As mentioned above, although there are clear relations between the DII and other indicators, many exceptions occur. In these cases, predicted impact factors or total citation results are not reliable. Yet from a librarian’s or a scientometrician’s point of view these are the interesting cases, requiring insight in the concrete circumstances. In Fig. 4, for instance, we notice journals with a high number of downloads, but with no or almost no citations. Upon investigation we found that these journals (e.g. Gansu Agriculture) are not really scientific journals but more of the “practical-news” type. They publish short articles containing popular technical information or new facts that can increase farmers’ profits. Hence farmers like to download their contents because they offer a lot of good practical advice. There are also a few journals in the database with no downloads, but with a small number of citations. These are generally journals of low quality.

Download immediacy index versus citation immediacy index

Now we discuss the difference between the citation immediacy index (CII) and the DII for journals. Obviously, see Fig. 6, the DII is several orders of magnitude larger than the CII. Also here, for agricultural and forestry journals, the correlation coefficient is not high (R = 0.57).

Fig. 6
figure 6

The relationship between the citation immediacy index (CII) and download immediacy index (DII) for all agricultural and forestry journals (year 2006)

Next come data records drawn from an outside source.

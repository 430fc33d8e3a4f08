//! Atomic replace and append-only helpers shared by every store.
//!
//! Every mutation of a JSON/YAML document uses [`atomic_write`]
//! (write-to-temp-in-same-directory, then rename). Every append to a JSONL
//! log uses [`append_line`] (`O_APPEND`, one write per record). Readers
//! tolerate a trailing partial line, per spec.md §4.2's failure semantics.

use crate::error::Result;
use serde::de::DeserializeOwned;
use serde::Serialize;
use std::fs::OpenOptions;
use std::io::Write;
use std::path::Path;

/// Write `bytes` to `<path>.tmp-<pid>-<nanos>` in the same directory, then
/// rename over `path`. Same-directory temp file keeps the rename on one
/// filesystem, so it is atomic.
pub fn atomic_write(path: &Path, bytes: &[u8]) -> Result<()> {
    let dir = path.parent().ok_or_else(|| {
        crate::error::Error::Fatal(format!("{path:?} has no parent directory"))
    })?;
    std::fs::create_dir_all(dir)?;
    let nanos = std::time::SystemTime::now()
        .duration_since(std::time::UNIX_EPOCH)
        .map(|d| d.as_nanos())
        .unwrap_or(0);
    let tmp = dir.join(format!(
        ".{}.tmp-{}-{}",
        path.file_name().and_then(|n| n.to_str()).unwrap_or("lore"),
        std::process::id(),
        nanos
    ));
    {
        let mut f = std::fs::File::create(&tmp)?;
        f.write_all(bytes)?;
        f.sync_all()?;
    }
    std::fs::rename(&tmp, path)?;
    Ok(())
}

pub fn atomic_write_json<T: Serialize>(path: &Path, value: &T) -> Result<()> {
    let bytes = serde_json::to_vec_pretty(value)?;
    atomic_write(path, &bytes)
}

pub fn atomic_write_yaml<T: Serialize>(path: &Path, value: &T) -> Result<()> {
    let text = serde_yaml::to_string(value)?;
    atomic_write(path, text.as_bytes())
}

/// Append one JSON-encoded record plus a trailing newline. Missing parent
/// directories are created; missing files are created.
pub fn append_line<T: Serialize>(path: &Path, record: &T) -> Result<()> {
    if let Some(dir) = path.parent() {
        std::fs::create_dir_all(dir)?;
    }
    let mut line = serde_json::to_string(record)?;
    line.push('\n');
    let mut f = OpenOptions::new().create(true).append(true).open(path)?;
    f.write_all(line.as_bytes())?;
    Ok(())
}

/// Read every complete JSON line in `path`. A missing file reads as empty.
/// A trailing line that fails to parse is treated as a partial write and
/// silently discarded (only the *last* line is forgiven this way).
pub fn read_jsonl<T: DeserializeOwned>(path: &Path) -> Result<Vec<T>> {
    if !path.exists() {
        return Ok(Vec::new());
    }
    let text = std::fs::read_to_string(path)?;
    let lines: Vec<&str> = text.lines().filter(|l| !l.trim().is_empty()).collect();
    let mut out = Vec::with_capacity(lines.len());
    for (i, line) in lines.iter().enumerate() {
        match serde_json::from_str::<T>(line) {
            Ok(record) => out.push(record),
            Err(_) if i == lines.len() - 1 => {
                // Tolerate a partial trailing line from a killed writer.
            }
            Err(e) => return Err(crate::error::Error::Integrity(format!("line {i}: {e}"))),
        }
    }
    Ok(out)
}

pub fn read_json<T: DeserializeOwned + Default>(path: &Path) -> Result<T> {
    if !path.exists() {
        return Ok(T::default());
    }
    let text = std::fs::read_to_string(path)?;
    Ok(serde_json::from_str(&text)?)
}

pub fn read_yaml<T: DeserializeOwned + Default>(path: &Path) -> Result<T> {
    if !path.exists() {
        return Ok(T::default());
    }
    let text = std::fs::read_to_string(path)?;
    Ok(serde_yaml::from_str(&text)?)
}
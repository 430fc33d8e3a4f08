//! Session transfer (spec.md §4.6) and goal lifecycle (§4.7) driven
//! through the `Engine`, including the resume-time subtraction check and
//! a goal import that lands decisions in the journal.

mod common;

use lore::config::Config;
use lore::engine::Engine;
use lore::intent::{ImportedSpec, ImportedUserStory, OutcomeStatus};
use std::path::Path;
use tempfile::TempDir;

fn engine() -> (TempDir, Engine) {
    let dir = TempDir::new().unwrap();
    let engine = Engine::new(Config::default_for(dir.path())).unwrap();
    (dir, engine)
}

#[test]
fn a_session_moves_through_init_snapshot_handoff_and_resume() {
    common::init_tracing();
    let (_dir, engine) = engine();

    let session = engine.init_session().unwrap();
    let snapshotted = engine.snapshot(&session.id, "wired up the retrieval engine", Path::new(".")).unwrap();
    assert_eq!(snapshotted.summary.as_deref(), Some("wired up the retrieval engine"));

    let handed_off = engine
        .handoff(
            &session.id,
            "index build still needs a benchmark",
            vec!["add a criterion bench".into()],
            Vec::new(),
            Vec::new(),
        )
        .unwrap();
    assert!(handed_off.ended_at.is_some());
    assert!(handed_off.handoff.is_some());

    let resumed = engine.resume(Some(&session.id)).unwrap();
    assert_eq!(resumed.session.id, session.id);

    let compressed = engine.compress(&session.id).unwrap();
    assert!(compressed.compressed);
    assert!(compressed.context.recent_commands.is_empty());
}

#[test]
fn importing_a_spec_creates_a_goal_and_journals_its_plan_decisions() {
    common::init_tracing();
    let (_dir, engine) = engine();

    let spec = ImportedSpec {
        title: "Hybrid retrieval engine".into(),
        path: "specs/0007-retrieval.md".into(),
        branch: Some("feature/hybrid-retrieval".into()),
        user_stories: vec![ImportedUserStory {
            description: "As a developer I want hybrid search so stale results don't win on keyword overlap alone".into(),
            acceptance_criteria: vec!["RRF fusion is used when both lexical and semantic hits exist".into()],
        }],
        plan_decisions: Vec::new(),
    };

    let goal = engine.import_goal(spec).unwrap();
    assert_eq!(goal.name, "Hybrid retrieval engine");
    assert_eq!(goal.success_criteria.len(), 1);

    let session = engine.init_session().unwrap();
    let assigned = engine.assign_goal(&goal.id, &session.id).unwrap();
    assert_eq!(assigned.lifecycle.assigned_session.as_deref(), Some(session.id.as_str()));

    let progressed = engine.progress_goal(&goal.id).unwrap();
    assert_ne!(progressed.lifecycle.phase, assigned.lifecycle.phase);

    let completed = engine.complete_goal(&goal.id, OutcomeStatus::Completed, "shipped behind a feature flag").unwrap();
    assert!(completed.outcome.is_some());

    let tagged = engine.journal.list(&lore::journal::ListFilter { tag: Some(format!("spec:{}", goal.id)), ..Default::default() }).unwrap();
    assert_eq!(tagged.len(), 1);
}
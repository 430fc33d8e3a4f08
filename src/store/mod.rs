//! Paths & Store (spec.md §4.1): resolves on-disk locations from a single
//! data root, and provides atomic-replace / append-only primitives every
//! other store builds on.

pub mod fs;
pub mod lock;
pub mod paths;

pub use paths::Paths;
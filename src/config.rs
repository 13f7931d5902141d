use serde::Deserialize;
use std::fs;
use std::path::Path;

use crate::common::error::Result;
use crate::sched::SimTime;

const DEFAULT_CYCLES: u64 = 100;
const DEFAULT_PERIOD: SimTime = 10;
const DEFAULT_MAX_DELTAS: usize = 1000;
const DEFAULT_STRIDE: u32 = 4;

#[derive(Debug, Deserialize, Clone, Default)]
pub struct Config {
    #[serde(default)]
    pub general: GeneralConfig,
    #[serde(default)]
    pub kernel: KernelConfig,
    #[serde(default)]
    pub log: LogConfig,
    #[serde(default)]
    pub model: ModelConfig,
}

impl Config {
    /// Reads and parses a TOML configuration file.
    pub fn load(path: impl AsRef<Path>) -> Result<Self> {
        let content = fs::read_to_string(path)?;
        Self::parse(&content)
    }

    /// Parses a TOML configuration document.
    pub fn parse(content: &str) -> Result<Self> {
        Ok(toml::from_str(content)?)
    }
}

#[derive(Debug, Deserialize, Clone)]
pub struct GeneralConfig {
    #[serde(default)]
    pub trace: bool,

    #[serde(default = "default_cycles")]
    pub cycles: u64,
}

impl Default for GeneralConfig {
    fn default() -> Self {
        Self {
            trace: false,
            cycles: DEFAULT_CYCLES,
        }
    }
}

#[derive(Debug, Deserialize, Clone)]
pub struct KernelConfig {
    #[serde(default = "default_period")]
    pub period: SimTime,

    #[serde(default = "default_max_deltas")]
    pub max_deltas: usize,
}

impl Default for KernelConfig {
    fn default() -> Self {
        Self {
            period: DEFAULT_PERIOD,
            max_deltas: DEFAULT_MAX_DELTAS,
        }
    }
}

#[derive(Debug, Deserialize, Clone, Default)]
pub struct LogConfig {
    #[serde(default)]
    pub enabled: bool,

    /// JSON-lines file receiving `change_save` output.
    pub save_path: Option<String>,

    #[serde(default)]
    pub dump: bool,
}

#[derive(Debug, Deserialize, Clone)]
pub struct ModelConfig {
    #[serde(default = "default_stride")]
    pub stride: u32,

    /// Freeze the program counter every N cycles; 0 never stalls.
    #[serde(default)]
    pub stall_every: u64,
}

impl Default for ModelConfig {
    fn default() -> Self {
        Self {
            stride: DEFAULT_STRIDE,
            stall_every: 0,
        }
    }
}

fn default_cycles() -> u64 {
    DEFAULT_CYCLES
}

fn default_period() -> SimTime {
    DEFAULT_PERIOD
}

fn default_max_deltas() -> usize {
    DEFAULT_MAX_DELTAS
}

fn default_stride() -> u32 {
    DEFAULT_STRIDE
}
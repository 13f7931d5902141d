//! Register Value Types.
//!
//! This module defines what may live inside a synchronous register and the
//! operator tags that drive the register's assignment and comparison surface.
//! Instead of one overload per operator and operand type, every compound
//! assignment is a [`BinOp`] applied through [`RegValue::apply`] and every
//! comparison is a [`CmpOp`] evaluated through [`CmpOp::eval`].
//!
//! All arithmetic is total:
//! * Results wrap at the width of the value type.
//! * Shift amounts are taken modulo the bit width.
//! * Division by zero yields all ones and remainder by zero yields the dividend.

use serde::de::DeserializeOwned;
use serde::Serialize;
use std::fmt;

/// Binary operators available as compound assignments on a register.
#[derive(Clone, Copy, Debug, PartialEq, Eq, Hash)]
pub enum BinOp {
    /// Wrapping addition (`+=`).
    Add,
    /// Wrapping subtraction (`-=`).
    Sub,
    /// Wrapping multiplication (`*=`).
    Mul,
    /// Division (`/=`), all ones on a zero divisor.
    Div,
    /// Remainder (`%=`), the dividend on a zero divisor.
    Rem,
    /// Left shift (`<<=`).
    Shl,
    /// Right shift (`>>=`), arithmetic for signed types.
    Shr,
    /// Bitwise AND (`&=`).
    And,
    /// Bitwise OR (`|=`).
    Or,
    /// Bitwise XOR (`^=`).
    Xor,
}

impl BinOp {
    /// Every operator, in declaration order.
    pub const ALL: [BinOp; 10] = [
        BinOp::Add,
        BinOp::Sub,
        BinOp::Mul,
        BinOp::Div,
        BinOp::Rem,
        BinOp::Shl,
        BinOp::Shr,
        BinOp::And,
        BinOp::Or,
        BinOp::Xor,
    ];

    /// Returns the operator's source symbol, without the `=`.
    pub fn symbol(self) -> &'static str {
        match self {
            BinOp::Add => "+",
            BinOp::Sub => "-",
            BinOp::Mul => "*",
            BinOp::Div => "/",
            BinOp::Rem => "%",
            BinOp::Shl => "<<",
            BinOp::Shr => ">>",
            BinOp::And => "&",
            BinOp::Or => "|",
            BinOp::Xor => "^",
        }
    }
}

impl fmt::Display for BinOp {
    fn fmt(&self, f: &mut fmt::Formatter<'_>) -> fmt::Result {
        write!(f, "{}=", self.symbol())
    }
}

/// Comparison operators available on a register.
#[derive(Clone, Copy, Debug, PartialEq, Eq, Hash)]
pub enum CmpOp {
    Eq,
    Ne,
    Lt,
    Le,
    Gt,
    Ge,
}

impl CmpOp {
    /// Every comparison, in declaration order.
    pub const ALL: [CmpOp; 6] = [
        CmpOp::Eq,
        CmpOp::Ne,
        CmpOp::Lt,
        CmpOp::Le,
        CmpOp::Gt,
        CmpOp::Ge,
    ];

    /// Evaluates `a <op> b`.
    pub fn eval<T: PartialOrd>(self, a: T, b: T) -> bool {
        match self {
            CmpOp::Eq => a == b,
            CmpOp::Ne => a != b,
            CmpOp::Lt => a < b,
            CmpOp::Le => a <= b,
            CmpOp::Gt => a > b,
            CmpOp::Ge => a >= b,
        }
    }
}

/// A fixed-width value that can be held by a synchronous register.
///
/// The serde bounds let change-log entries carrying the value be persisted
/// and reloaded.
pub trait RegValue:
    Copy
    + Default
    + PartialEq
    + PartialOrd
    + fmt::Debug
    + fmt::Display
    + Serialize
    + DeserializeOwned
    + 'static
{
    /// Width of the value in bits.
    const BITS: u32;

    /// Computes `self <op> rhs`.
    fn apply(self, op: BinOp, rhs: Self) -> Self;
}

/// Value conversion between register value types, with `as` semantics
/// (truncation on narrowing, sign or zero extension on widening).
pub trait CastFrom<U> {
    fn cast_from(value: U) -> Self;
}

macro_rules! impl_reg_value {
    ($($t:ty),*) => {$(
        impl RegValue for $t {
            const BITS: u32 = <$t>::BITS;

            #[inline]
            fn apply(self, op: BinOp, rhs: Self) -> Self {
                match op {
                    BinOp::Add => self.wrapping_add(rhs),
                    BinOp::Sub => self.wrapping_sub(rhs),
                    BinOp::Mul => self.wrapping_mul(rhs),
                    BinOp::Div => {
                        if rhs == 0 {
                            !0
                        } else {
                            self.wrapping_div(rhs)
                        }
                    }
                    BinOp::Rem => {
                        if rhs == 0 {
                            self
                        } else {
                            self.wrapping_rem(rhs)
                        }
                    }
                    BinOp::Shl => self.wrapping_shl(rhs as u32),
                    BinOp::Shr => self.wrapping_shr(rhs as u32),
                    BinOp::And => self & rhs,
                    BinOp::Or => self | rhs,
                    BinOp::Xor => self ^ rhs,
                }
            }
        }
    )*};
}

impl_reg_value!(u8, u16, u32, u64, u128, usize, i8, i16, i32, i64, i128, isize);

macro_rules! impl_cast_from {
    ($t:ty; $($u:ty),*) => {$(
        impl CastFrom<$u> for $t {
            #[inline]
            fn cast_from(value: $u) -> Self {
                value as $t
            }
        }
    )*};
}

macro_rules! impl_cast_all {
    ($($t:ty),*) => {$(
        impl_cast_from!($t; u8, u16, u32, u64, u128, usize, i8, i16, i32, i64, i128, isize);
    )*};
}

impl_cast_all!(u8, u16, u32, u64, u128, usize, i8, i16, i32, i64, i128, isize);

Going beyond the field of agriculture and forestry we note that statistical results indicate that the DII is dependent on academic fields (see Fig. 7), e.g. the DII of some popular (such as financial and economic) journals is distinctly higher than that of some special (such as silkworm and beekeeping) journals, because they have more readers. For comparison the values of the journal immediacy index are also shown in Fig. 7 (but remember that the DII is several orders of magnitudes larger). Among these selected fields the immediacy index of psychology journals is the highest. The average DII of this selected group of journals is 103.53, its average immediacy index is 0.126. The Pearson correlation coefficient between the two is 0.8.

Fig. 7
figure 7

Download immediacy index (DII), lower line, and citation immediacy index (CII), upper line of some selected fields

Conclusion

Returning to the list of problems we set out to study we first mention that the general shape of download curves as observed earlier by Wan et al. (2005) is confirmed in this new study. The relationship between the DII and other indicators suggests that the DII can be considered as an independent indicator, but that it also has some predictive value for other indicators, such as the h-index. It is especially useful for those journals that cannot yet have an impact factor as their citation history within the database is too short (1 or 2 years). In such cases the DII can be used for a preliminary evaluation. A question not studied in depth here is whether download frequencies predict citation frequencies. In order to answer this question one should study the same cohort of articles over several years and compare their download data and their citation data. This is not done here. Using NCCV we did, however, compare a download curve and a citation curve in the same year and found out that a shift of two year yielded already a correspondence of 0.94, indicating a strong relation between downloading and citing.

In conclusion we would like to mention that on the same retrieval platform, as in our study, all journals, in spite of their academic fields, are facing the same selection of readers. The download frequency of each journal reflects its overall impact, and the way the journal embodies social and academic values.